From the records below, copy out each line that has the word "sources".

Data under study ::
********
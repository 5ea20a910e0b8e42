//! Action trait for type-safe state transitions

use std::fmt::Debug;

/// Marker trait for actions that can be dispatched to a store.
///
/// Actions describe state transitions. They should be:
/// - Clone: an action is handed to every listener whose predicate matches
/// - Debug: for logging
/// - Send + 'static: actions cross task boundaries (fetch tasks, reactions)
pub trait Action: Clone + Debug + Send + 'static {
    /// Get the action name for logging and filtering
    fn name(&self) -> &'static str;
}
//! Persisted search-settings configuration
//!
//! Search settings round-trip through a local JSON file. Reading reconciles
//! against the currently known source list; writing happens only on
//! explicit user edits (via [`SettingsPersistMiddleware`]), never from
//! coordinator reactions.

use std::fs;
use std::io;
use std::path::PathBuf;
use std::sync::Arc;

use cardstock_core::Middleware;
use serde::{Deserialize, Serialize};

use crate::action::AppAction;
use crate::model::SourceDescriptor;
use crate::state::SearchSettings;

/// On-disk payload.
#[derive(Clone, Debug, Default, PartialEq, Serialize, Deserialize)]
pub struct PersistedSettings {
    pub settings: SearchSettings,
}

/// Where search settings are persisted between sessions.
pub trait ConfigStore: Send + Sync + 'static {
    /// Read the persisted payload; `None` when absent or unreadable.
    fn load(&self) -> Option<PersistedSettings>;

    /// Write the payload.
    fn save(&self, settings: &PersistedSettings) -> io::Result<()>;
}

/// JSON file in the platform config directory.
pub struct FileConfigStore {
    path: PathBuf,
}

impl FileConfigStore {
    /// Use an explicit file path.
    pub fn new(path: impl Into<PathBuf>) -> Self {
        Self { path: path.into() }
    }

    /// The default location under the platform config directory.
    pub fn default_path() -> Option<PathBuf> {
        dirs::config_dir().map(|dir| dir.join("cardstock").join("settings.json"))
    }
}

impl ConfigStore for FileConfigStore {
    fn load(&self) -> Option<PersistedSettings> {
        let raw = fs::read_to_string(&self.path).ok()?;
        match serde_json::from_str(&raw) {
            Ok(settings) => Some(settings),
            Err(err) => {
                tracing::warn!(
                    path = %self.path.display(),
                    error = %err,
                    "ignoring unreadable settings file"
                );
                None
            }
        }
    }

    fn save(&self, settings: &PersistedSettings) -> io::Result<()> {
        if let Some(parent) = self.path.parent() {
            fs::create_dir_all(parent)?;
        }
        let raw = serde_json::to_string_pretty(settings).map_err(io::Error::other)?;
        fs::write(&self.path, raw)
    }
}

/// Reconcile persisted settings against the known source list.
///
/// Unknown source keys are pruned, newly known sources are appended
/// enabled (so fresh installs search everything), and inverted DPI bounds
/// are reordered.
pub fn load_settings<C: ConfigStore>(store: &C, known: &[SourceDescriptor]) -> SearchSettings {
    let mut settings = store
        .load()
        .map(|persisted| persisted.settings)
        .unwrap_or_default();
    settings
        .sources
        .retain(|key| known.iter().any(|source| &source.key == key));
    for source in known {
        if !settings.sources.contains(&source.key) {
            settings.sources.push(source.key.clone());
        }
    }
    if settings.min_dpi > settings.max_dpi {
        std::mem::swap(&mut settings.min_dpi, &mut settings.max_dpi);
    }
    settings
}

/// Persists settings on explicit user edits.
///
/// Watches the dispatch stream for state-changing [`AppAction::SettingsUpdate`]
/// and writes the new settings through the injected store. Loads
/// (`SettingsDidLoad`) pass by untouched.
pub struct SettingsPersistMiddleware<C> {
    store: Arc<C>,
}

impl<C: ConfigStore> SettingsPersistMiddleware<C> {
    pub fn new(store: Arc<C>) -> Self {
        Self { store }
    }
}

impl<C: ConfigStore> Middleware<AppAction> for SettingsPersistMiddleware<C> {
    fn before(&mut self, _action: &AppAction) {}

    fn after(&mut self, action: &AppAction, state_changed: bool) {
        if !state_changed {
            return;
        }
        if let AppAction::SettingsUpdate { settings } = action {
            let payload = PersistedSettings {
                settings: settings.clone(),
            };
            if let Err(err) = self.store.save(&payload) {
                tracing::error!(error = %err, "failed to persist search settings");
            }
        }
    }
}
********
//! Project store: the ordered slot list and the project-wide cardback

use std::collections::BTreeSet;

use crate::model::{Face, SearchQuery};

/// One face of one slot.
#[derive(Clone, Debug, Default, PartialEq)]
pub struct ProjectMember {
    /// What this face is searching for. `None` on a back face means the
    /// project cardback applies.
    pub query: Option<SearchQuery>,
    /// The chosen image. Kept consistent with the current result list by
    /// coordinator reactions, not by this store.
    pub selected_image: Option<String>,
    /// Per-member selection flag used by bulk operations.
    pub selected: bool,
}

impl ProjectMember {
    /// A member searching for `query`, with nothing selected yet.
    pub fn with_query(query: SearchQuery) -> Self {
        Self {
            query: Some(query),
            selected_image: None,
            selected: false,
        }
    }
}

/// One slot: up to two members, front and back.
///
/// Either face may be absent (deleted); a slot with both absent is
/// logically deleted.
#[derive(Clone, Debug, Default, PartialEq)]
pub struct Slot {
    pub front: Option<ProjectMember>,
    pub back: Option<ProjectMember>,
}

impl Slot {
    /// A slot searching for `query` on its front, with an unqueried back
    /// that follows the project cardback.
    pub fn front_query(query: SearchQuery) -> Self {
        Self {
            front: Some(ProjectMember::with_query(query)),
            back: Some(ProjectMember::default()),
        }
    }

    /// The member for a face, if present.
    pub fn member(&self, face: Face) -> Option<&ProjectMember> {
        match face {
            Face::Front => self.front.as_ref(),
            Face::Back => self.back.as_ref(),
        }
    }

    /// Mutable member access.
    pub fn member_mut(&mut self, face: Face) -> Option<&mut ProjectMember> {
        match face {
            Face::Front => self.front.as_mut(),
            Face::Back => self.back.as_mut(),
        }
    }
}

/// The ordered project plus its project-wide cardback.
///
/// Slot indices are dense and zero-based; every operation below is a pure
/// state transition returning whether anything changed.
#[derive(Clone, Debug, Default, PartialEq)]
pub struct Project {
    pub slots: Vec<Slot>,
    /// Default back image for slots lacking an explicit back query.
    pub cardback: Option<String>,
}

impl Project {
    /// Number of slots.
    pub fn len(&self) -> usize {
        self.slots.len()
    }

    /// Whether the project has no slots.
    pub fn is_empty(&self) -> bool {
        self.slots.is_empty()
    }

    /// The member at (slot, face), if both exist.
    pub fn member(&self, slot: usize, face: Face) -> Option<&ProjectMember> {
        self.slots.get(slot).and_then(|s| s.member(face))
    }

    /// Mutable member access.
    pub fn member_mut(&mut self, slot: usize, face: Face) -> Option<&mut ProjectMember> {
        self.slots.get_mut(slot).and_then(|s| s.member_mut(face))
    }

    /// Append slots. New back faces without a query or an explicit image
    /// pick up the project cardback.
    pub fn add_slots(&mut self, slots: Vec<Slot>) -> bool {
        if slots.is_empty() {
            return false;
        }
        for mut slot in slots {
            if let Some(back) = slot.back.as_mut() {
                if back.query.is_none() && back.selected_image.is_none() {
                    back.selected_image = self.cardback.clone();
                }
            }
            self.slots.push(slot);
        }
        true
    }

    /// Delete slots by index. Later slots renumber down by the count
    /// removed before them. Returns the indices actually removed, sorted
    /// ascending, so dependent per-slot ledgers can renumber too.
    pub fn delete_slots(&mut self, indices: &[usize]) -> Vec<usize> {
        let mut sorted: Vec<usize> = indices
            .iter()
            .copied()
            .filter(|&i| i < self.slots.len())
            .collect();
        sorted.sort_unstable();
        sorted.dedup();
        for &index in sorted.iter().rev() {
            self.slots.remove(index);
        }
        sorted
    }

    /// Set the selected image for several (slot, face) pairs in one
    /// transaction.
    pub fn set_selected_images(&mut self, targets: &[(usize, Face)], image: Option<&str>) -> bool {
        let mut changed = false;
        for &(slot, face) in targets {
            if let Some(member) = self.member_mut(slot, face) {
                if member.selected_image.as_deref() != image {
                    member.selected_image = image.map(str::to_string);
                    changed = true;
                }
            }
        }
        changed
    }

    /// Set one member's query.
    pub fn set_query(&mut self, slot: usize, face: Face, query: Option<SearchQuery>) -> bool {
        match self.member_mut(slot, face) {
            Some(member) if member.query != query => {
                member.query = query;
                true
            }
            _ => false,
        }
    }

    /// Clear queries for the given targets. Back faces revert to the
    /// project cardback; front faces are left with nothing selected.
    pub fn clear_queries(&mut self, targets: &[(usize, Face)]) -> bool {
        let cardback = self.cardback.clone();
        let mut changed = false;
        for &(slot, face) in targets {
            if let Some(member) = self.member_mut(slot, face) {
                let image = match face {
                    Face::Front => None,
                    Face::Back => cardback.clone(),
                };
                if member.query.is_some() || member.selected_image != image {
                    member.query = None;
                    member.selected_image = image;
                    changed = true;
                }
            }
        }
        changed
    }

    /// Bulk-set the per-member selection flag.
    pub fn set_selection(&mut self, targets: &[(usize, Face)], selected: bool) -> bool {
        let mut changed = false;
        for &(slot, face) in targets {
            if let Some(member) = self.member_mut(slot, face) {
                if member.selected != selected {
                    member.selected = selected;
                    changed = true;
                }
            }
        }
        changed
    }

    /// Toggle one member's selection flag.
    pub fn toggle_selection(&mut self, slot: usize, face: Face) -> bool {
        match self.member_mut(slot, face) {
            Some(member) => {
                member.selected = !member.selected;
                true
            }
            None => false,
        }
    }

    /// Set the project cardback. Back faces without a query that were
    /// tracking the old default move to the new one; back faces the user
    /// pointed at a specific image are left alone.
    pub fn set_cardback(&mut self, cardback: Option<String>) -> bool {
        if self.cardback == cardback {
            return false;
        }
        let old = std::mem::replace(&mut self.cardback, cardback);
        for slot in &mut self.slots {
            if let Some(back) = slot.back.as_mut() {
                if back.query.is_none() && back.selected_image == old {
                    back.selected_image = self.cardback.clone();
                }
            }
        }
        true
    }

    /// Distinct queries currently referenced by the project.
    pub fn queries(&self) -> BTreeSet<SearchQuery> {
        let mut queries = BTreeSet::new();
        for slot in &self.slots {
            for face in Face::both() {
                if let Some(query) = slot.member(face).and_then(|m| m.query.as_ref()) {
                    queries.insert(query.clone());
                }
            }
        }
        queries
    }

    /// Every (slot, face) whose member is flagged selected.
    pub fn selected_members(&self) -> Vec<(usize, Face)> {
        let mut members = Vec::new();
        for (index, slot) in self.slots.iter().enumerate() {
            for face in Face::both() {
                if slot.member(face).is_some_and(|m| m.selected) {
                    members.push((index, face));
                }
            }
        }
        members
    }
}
********
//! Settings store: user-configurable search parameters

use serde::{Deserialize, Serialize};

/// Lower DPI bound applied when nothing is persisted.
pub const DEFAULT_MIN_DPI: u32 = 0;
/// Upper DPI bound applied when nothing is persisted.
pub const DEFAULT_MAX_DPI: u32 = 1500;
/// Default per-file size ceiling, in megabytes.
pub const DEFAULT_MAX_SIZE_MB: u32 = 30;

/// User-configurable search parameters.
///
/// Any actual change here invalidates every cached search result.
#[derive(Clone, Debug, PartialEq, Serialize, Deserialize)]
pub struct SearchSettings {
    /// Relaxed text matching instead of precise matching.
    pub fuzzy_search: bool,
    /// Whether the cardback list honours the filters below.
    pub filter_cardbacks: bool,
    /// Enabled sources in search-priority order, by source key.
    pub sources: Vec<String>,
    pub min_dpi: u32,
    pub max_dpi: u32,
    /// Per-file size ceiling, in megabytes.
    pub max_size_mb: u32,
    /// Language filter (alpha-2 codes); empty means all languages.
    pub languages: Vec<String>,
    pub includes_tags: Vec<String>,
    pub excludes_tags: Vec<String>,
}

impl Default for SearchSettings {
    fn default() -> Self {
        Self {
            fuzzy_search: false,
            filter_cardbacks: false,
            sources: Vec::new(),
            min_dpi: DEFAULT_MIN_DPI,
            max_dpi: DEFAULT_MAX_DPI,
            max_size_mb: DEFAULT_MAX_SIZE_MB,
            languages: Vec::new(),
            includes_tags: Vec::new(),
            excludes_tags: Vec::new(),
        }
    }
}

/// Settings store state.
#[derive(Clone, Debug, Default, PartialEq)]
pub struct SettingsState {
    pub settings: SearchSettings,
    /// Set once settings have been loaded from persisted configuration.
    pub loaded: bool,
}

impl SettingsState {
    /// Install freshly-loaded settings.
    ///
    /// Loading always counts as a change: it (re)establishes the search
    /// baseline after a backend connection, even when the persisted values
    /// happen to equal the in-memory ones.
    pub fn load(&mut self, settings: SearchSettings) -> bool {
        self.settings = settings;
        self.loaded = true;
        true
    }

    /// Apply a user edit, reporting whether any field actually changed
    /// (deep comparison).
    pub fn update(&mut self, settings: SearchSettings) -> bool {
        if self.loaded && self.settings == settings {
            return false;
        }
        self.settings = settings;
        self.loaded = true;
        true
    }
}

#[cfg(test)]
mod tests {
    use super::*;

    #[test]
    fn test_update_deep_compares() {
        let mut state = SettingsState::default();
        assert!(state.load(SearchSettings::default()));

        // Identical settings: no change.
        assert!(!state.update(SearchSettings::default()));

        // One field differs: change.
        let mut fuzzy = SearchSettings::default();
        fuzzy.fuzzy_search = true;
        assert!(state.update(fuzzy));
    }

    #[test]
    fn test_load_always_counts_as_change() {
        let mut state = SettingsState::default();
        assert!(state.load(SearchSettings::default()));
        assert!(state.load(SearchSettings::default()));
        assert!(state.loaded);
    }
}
********
Task answer ::
/// Unknown source keys are pruned, newly known sources are appended
        .sources
        if !settings.sources.contains(&source.key) {
            settings.sources.push(source.key.clone());
    /// Enabled sources in search-priority order, by source key.
    pub sources: Vec<String>,
            sources: Vec::new(),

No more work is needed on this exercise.